En deuxième lieu, notre diversification géographique assure notre crédibilité lorsque nous prenons à l’égard de nos clients des engagements de long terme. Nous pouvons ainsi signer des contrats comportant une forte composante de prix de long terme ou établissant un lien entre prix et coûts de production. Nous sommes ainsi moins sensibles que certains de nos concurrents aux variations du prix spot.

L’année 2013 a également été très bonne grâce aux ventes d’uranium hautement enrichi. Nous nous attendons à un certain tassement de ces résultats, mais le modèle économique d’AREVA est ainsi fait que, lorsqu’une activité faiblit, d’autres prennent le relais, comme les activités amont d’enrichissement, sur lesquelles je reviendrai tout à l’heure. C’est ainsi que la montée en puissance de l’usine Georges-Besse II nous permettra de compenser le ralentissement de l’activité minière.

Le fait qu’AREVA ne soit guère présente en Australie, où l’uranium est abondant, est un constat et une source de frustration. À la différence de nos concurrents, qui ont développé de grands gisements, nous ne sommes pas parvenus à percer dans ce pays. Le permis de recherche que nous y avions obtenu a été suspendu par une loi de protection des populations aborigènes, mais nous redémarrons quelques activités avec le groupe Mitsubishi. Notre souci de diversification nous incite clairement à développer nos activités en Australie, bien sûr dans un cadre compatible avec les exigences locales.

Une large diversification est en effet la réponse à la vulnérabilité géopolitique, tant pour les mines existantes que pour les projets à venir, tant en Australie qu’au Canada, en Mongolie et peut-être en Afrique. Je ne vois aujourd’hui ni au Niger, ni au Kazakhstan d’instabilité géopolitique susceptible de remettre en cause ces activités. Du reste, celles-ci représentent des ressources très importantes pour ces deux pays, qui ont donc autant intérêt que nous à les voir se développer.

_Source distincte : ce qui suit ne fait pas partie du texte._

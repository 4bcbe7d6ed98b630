//! Fetches raw transaction records for the dashboard.
//!
//! Records come from the transactions service over HTTP, from a JSON file
//! written by the SMS importer, or from a fixed payload. All three accept the
//! same [RecordQuery] filters.

use std::{path::PathBuf, sync::Arc};

use serde::Serialize;
use serde_json::Value;

use crate::{
    Error,
    transaction::{integer_field, parse_date},
};

/// The filters sent to the record source.
///
/// Absent fields are left out of the query string.
#[derive(Debug, Default, Clone, PartialEq, Eq, Serialize)]
pub struct RecordQuery {
    /// Only records with this category label.
    #[serde(rename = "type", skip_serializing_if = "Option::is_none")]
    pub category: Option<String>,
    /// Only records on this date, formatted as `YYYY-MM-DD`.
    #[serde(skip_serializing_if = "Option::is_none")]
    pub date: Option<String>,
    /// Only records with an amount of at least this many RWF.
    #[serde(skip_serializing_if = "Option::is_none")]
    pub min_amount: Option<u64>,
    /// Only records with an amount of at most this many RWF.
    #[serde(skip_serializing_if = "Option::is_none")]
    pub max_amount: Option<u64>,
}

impl RecordQuery {
    /// Build a query from HTML form values.
    ///
    /// Empty strings mean "no filter". Amounts that are not whole numbers are
    /// ignored, matching how the transactions service treats them.
    pub fn from_form(
        category: Option<&str>,
        date: Option<&str>,
        min_amount: Option<&str>,
        max_amount: Option<&str>,
    ) -> Self {
        Self {
            category: non_empty(category),
            date: non_empty(date),
            min_amount: parse_amount(min_amount),
            max_amount: parse_amount(max_amount),
        }
    }

    pub fn is_empty(&self) -> bool {
        self == &Self::default()
    }

    /// Encode the query as a URL query string, without the leading `?`.
    pub fn to_query_string(&self) -> String {
        serde_urlencoded::to_string(self).unwrap_or_else(|error| {
            tracing::error!("could not encode record query {self:?}: {error}");
            String::new()
        })
    }

    /// Whether `record` passes the filters.
    ///
    /// Only JSON objects can pass a non-empty query.
    fn matches(&self, record: &Value) -> bool {
        if self.is_empty() {
            return true;
        }

        let Some(record) = record.as_object() else {
            return false;
        };

        let record_category = record.get("category").and_then(Value::as_str);
        if self
            .category
            .as_deref()
            .is_some_and(|category| record_category != Some(category))
        {
            return false;
        }

        let amount = integer_field(record, "amount");
        if self.min_amount.is_some_and(|min| amount < min)
            || self.max_amount.is_some_and(|max| amount > max)
        {
            return false;
        }

        if let Some(date) = &self.date {
            let record_date = record
                .get("datetime")
                .and_then(Value::as_str)
                .and_then(|text| parse_date(text.trim()));

            if record_date.map(|record_date| record_date.to_string()).as_ref() != Some(date) {
                return false;
            }
        }

        true
    }
}

fn non_empty(value: Option<&str>) -> Option<String> {
    value
        .map(str::trim)
        .filter(|value| !value.is_empty())
        .map(str::to_owned)
}

fn parse_amount(value: Option<&str>) -> Option<u64> {
    let value = value?.trim();
    if value.is_empty() {
        return None;
    }

    match value.parse() {
        Ok(amount) => Some(amount),
        Err(error) => {
            tracing::debug!("ignoring amount filter {value:?}: {error}");
            None
        }
    }
}

/// Where raw transaction records are fetched from.
#[derive(Debug, Clone)]
pub enum RecordSource {
    /// The transactions service, e.g. `http://127.0.0.1:5000/transactions`.
    Remote { client: reqwest::Client, url: String },
    /// A JSON file containing an array of records. It is read on every fetch.
    File(PathBuf),
    /// A payload that never changes.
    Fixed(Arc<Value>),
}

impl RecordSource {
    pub fn remote(url: impl Into<String>) -> Self {
        Self::Remote {
            client: reqwest::Client::new(),
            url: url.into(),
        }
    }

    pub fn file(path: impl Into<PathBuf>) -> Self {
        Self::File(path.into())
    }

    pub fn fixed(payload: Value) -> Self {
        Self::Fixed(Arc::new(payload))
    }

    /// Fetch the records that match `query`.
    ///
    /// The payload is returned as is. It is up to the normalizer to check it
    /// is an array of records.
    ///
    /// # Errors
    /// - [Error::TransportFailure] if the source cannot be reached or read.
    /// - [Error::MalformedPayload] if the response is not JSON.
    pub async fn fetch(&self, query: &RecordQuery) -> Result<Value, Error> {
        match self {
            RecordSource::Remote { client, url } => fetch_remote(client, url, query).await,
            RecordSource::File(path) => {
                let text = tokio::fs::read_to_string(path).await.map_err(|error| {
                    Error::TransportFailure(format!("could not read {}: {error}", path.display()))
                })?;
                let payload = parse_payload(&text)?;

                Ok(apply_query(payload, query))
            }
            RecordSource::Fixed(payload) => Ok(apply_query(payload.as_ref().clone(), query)),
        }
    }
}

async fn fetch_remote(
    client: &reqwest::Client,
    url: &str,
    query: &RecordQuery,
) -> Result<Value, Error> {
    tracing::debug!("fetching records from {url} with query {query:?}");

    let response = client
        .get(url)
        .query(query)
        .send()
        .await
        .map_err(|error| Error::TransportFailure(format!("request to {url} failed: {error}")))?;

    let status = response.status();
    if !status.is_success() {
        let body = response.text().await.unwrap_or_default();
        return Err(Error::TransportFailure(format!(
            "{url} responded with {status}: {body}"
        )));
    }

    let text = response.text().await.map_err(|error| {
        Error::TransportFailure(format!("could not read response from {url}: {error}"))
    })?;

    parse_payload(&text)
}

fn parse_payload(text: &str) -> Result<Value, Error> {
    serde_json::from_str(text).map_err(|error| Error::MalformedPayload(error.to_string()))
}

/// Keep the records in an array payload that match `query`.
///
/// Payloads that are not arrays are returned unchanged.
fn apply_query(payload: Value, query: &RecordQuery) -> Value {
    match payload {
        Value::Array(records) if !query.is_empty() => Value::Array(
            records
                .into_iter()
                .filter(|record| query.matches(record))
                .collect(),
        ),
        payload => payload,
    }
}
//! Limits a collection for the paginated table and indexes rows for lookup.

use std::collections::HashMap;

use crate::transaction::core::Transaction;

/// How many rows the transaction table shows.
#[derive(Debug, Clone, Copy, PartialEq, Eq)]
pub struct TableConfig {
    /// The number of rows shown before "Show More" is used.
    pub default_limit: usize,
    /// How many rows each "Show More" click adds.
    pub step: usize,
}

impl Default for TableConfig {
    fn default() -> Self {
        Self {
            default_limit: 5,
            step: 5,
        }
    }
}

impl TableConfig {
    /// The limit to use when the request does not specify one.
    pub fn limit_or_default(&self, limit: Option<usize>) -> usize {
        limit.unwrap_or(self.default_limit)
    }

    /// The limit after one more "Show More" click.
    pub fn next_limit(&self, limit: usize) -> usize {
        limit.saturating_add(self.step.max(1))
    }
}

/// Get the first `limit` transactions, in the given order.
///
/// A limit of `None` or 0 means no limit.
pub fn page(transactions: &[Transaction], limit: Option<usize>) -> &[Transaction] {
    match limit {
        Some(limit) if limit > 0 => &transactions[..limit.min(transactions.len())],
        _ => transactions,
    }
}

/// Whether a page with `limit` rows already shows every transaction.
pub fn is_fully_loaded(total: usize, limit: Option<usize>) -> bool {
    match limit {
        Some(limit) if limit > 0 => limit >= total,
        _ => true,
    }
}

/// Looks up transactions by ID for the detail panel.
#[derive(Debug, Default, Clone)]
pub struct TransactionIndex {
    positions: HashMap<String, usize>,
}

impl TransactionIndex {
    /// Build an index over `transactions`.
    ///
    /// IDs are expected to be unique. If they are not, the first occurrence
    /// wins.
    pub fn build(transactions: &[Transaction]) -> Self {
        let mut positions = HashMap::with_capacity(transactions.len());

        for (position, transaction) in transactions.iter().enumerate() {
            positions.entry(transaction.id.clone()).or_insert(position);
        }

        Self { positions }
    }

    /// Get the transaction with `id` from the collection the index was built from.
    pub fn get<'a>(&self, transactions: &'a [Transaction], id: &str) -> Option<&'a Transaction> {
        self.positions
            .get(id)
            .and_then(|&position| transactions.get(position))
    }

    pub fn len(&self) -> usize {
        self.positions.len()
    }

    pub fn is_empty(&self) -> bool {
        self.positions.is_empty()
    }
}
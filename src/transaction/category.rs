//! The closed set of categories a mobile-money transaction can belong to.

use std::fmt::Display;

/// One of the ten fixed transaction categories.
///
/// The declaration order is significant: it is the order used for chart axes
/// and for breaking ties when picking the dominant category. Use
/// [CategoryTag::ALL] wherever that order matters.
#[derive(Debug, Clone, Copy, PartialEq, Eq, Hash, PartialOrd, Ord)]
pub enum CategoryTag {
    IncomingMoney,
    BankDeposits,
    BankTransfers,
    AirtimeBillPayments,
    BundlePurchases,
    CashPowerBillPayments,
    CodeHolderPayments,
    ThirdPartyTransactions,
    AgentWithdrawals,
    Other,
}

impl CategoryTag {
    /// Every category, in display order.
    pub const ALL: [CategoryTag; 10] = [
        CategoryTag::IncomingMoney,
        CategoryTag::BankDeposits,
        CategoryTag::BankTransfers,
        CategoryTag::AirtimeBillPayments,
        CategoryTag::BundlePurchases,
        CategoryTag::CashPowerBillPayments,
        CategoryTag::CodeHolderPayments,
        CategoryTag::ThirdPartyTransactions,
        CategoryTag::AgentWithdrawals,
        CategoryTag::Other,
    ];

    /// The label used by the record source and shown to the user.
    pub fn label(self) -> &'static str {
        match self {
            CategoryTag::IncomingMoney => "Incoming Money",
            CategoryTag::BankDeposits => "Bank Deposits",
            CategoryTag::BankTransfers => "Bank Transfers",
            CategoryTag::AirtimeBillPayments => "Airtime Bill Payments",
            CategoryTag::BundlePurchases => "Internet and Voice Bundle Purchases",
            CategoryTag::CashPowerBillPayments => "Cash Power Bill Payments",
            CategoryTag::CodeHolderPayments => "Payments to Code Holders",
            CategoryTag::ThirdPartyTransactions => "Transactions Initiated by Third Parties",
            CategoryTag::AgentWithdrawals => "Withdrawals from Agents",
            CategoryTag::Other => "Other",
        }
    }

    /// The color used for this category in charts and table badges.
    pub fn color(self) -> &'static str {
        match self {
            CategoryTag::IncomingMoney => "#4CAF50",
            CategoryTag::BankDeposits => "#9C27B0",
            CategoryTag::BankTransfers => "#2196F3",
            CategoryTag::AirtimeBillPayments => "#F44336",
            CategoryTag::BundlePurchases => "#FF9800",
            CategoryTag::CashPowerBillPayments => "#795548",
            CategoryTag::CodeHolderPayments => "#607D8B",
            CategoryTag::ThirdPartyTransactions => "#00BCD4",
            CategoryTag::AgentWithdrawals => "#FFEB3B",
            CategoryTag::Other => "#9E9E9E",
        }
    }

    /// Look up a category by its exact label.
    ///
    /// Returns `None` for anything that is not one of the ten labels.
    pub fn from_label(label: &str) -> Option<CategoryTag> {
        CategoryTag::ALL
            .into_iter()
            .find(|category| category.label() == label)
    }

    /// The position of this category in [CategoryTag::ALL].
    pub fn index(self) -> usize {
        self as usize
    }
}

impl Display for CategoryTag {
    fn fmt(&self, f: &mut std::fmt::Formatter<'_>) -> std::fmt::Result {
        f.write_str(self.label())
    }
}

#[cfg(test)]
mod tests {
    use super::CategoryTag;

    #[test]
    fn labels_round_trip() {
        for category in CategoryTag::ALL {
            assert_eq!(CategoryTag::from_label(category.label()), Some(category));
        }
    }

    #[test]
    fn unknown_label_is_none() {
        assert_eq!(CategoryTag::from_label("Lottery Winnings"), None);
        assert_eq!(CategoryTag::from_label("incoming money"), None);
        assert_eq!(CategoryTag::from_label(""), None);
    }

    #[test]
    fn index_matches_display_order() {
        for (i, category) in CategoryTag::ALL.into_iter().enumerate() {
            assert_eq!(category.index(), i);
        }
    }

    #[test]
    fn labels_are_distinct() {
        let labels: std::collections::HashSet<_> =
            CategoryTag::ALL.into_iter().map(CategoryTag::label).collect();

        assert_eq!(labels.len(), CategoryTag::ALL.len());
    }
}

Les mines du Niger sont parmi les plus coûteuses de notre portefeuille de production. De fait, le coût des mines a tendance à augmenter avec le temps et l’exploitation des deux mines de la SOMAÏR et de la COMINAK est déjà ancienne – la fin des gisements devrait du reste survenir vers la fin de la décennie. Dans un pays qui connaît des besoins énormes et une pression démographique colossale, et dont la situation sécuritaire est difficile, il est compréhensible que le gouvernement souhaite tirer davantage de ses ressources naturelles – la découverte de pétrole apporte heureusement un complément bienvenu à cet égard.

Pour ce qui concerne l’uranium, AREVA est confrontée à la fois à la nécessité de répondre aux demandes du gouvernement nigérien et à la réalité économique de ces mines. Pour la période récente, 70 à 80 % des bénéfices des mines ont été attribués au Niger, qui en est actionnaire, et cette part n’a cessé d’augmenter au cours des dernières années. Ce mouvement a bien évidemment une limite. En 2006, période de renaissance nucléaire qui ouvrait des perspectives d’augmentation beaucoup plus importante des prix de l’uranium naturel et où le prix spot était bien plus élevé qu’aujourd’hui, le Niger avait adopté une nouvelle loi minière qui, si elle était intégralement appliquée aujourd’hui, mettrait immédiatement les exploitations existantes en lourd déficit, les condamnant à court terme.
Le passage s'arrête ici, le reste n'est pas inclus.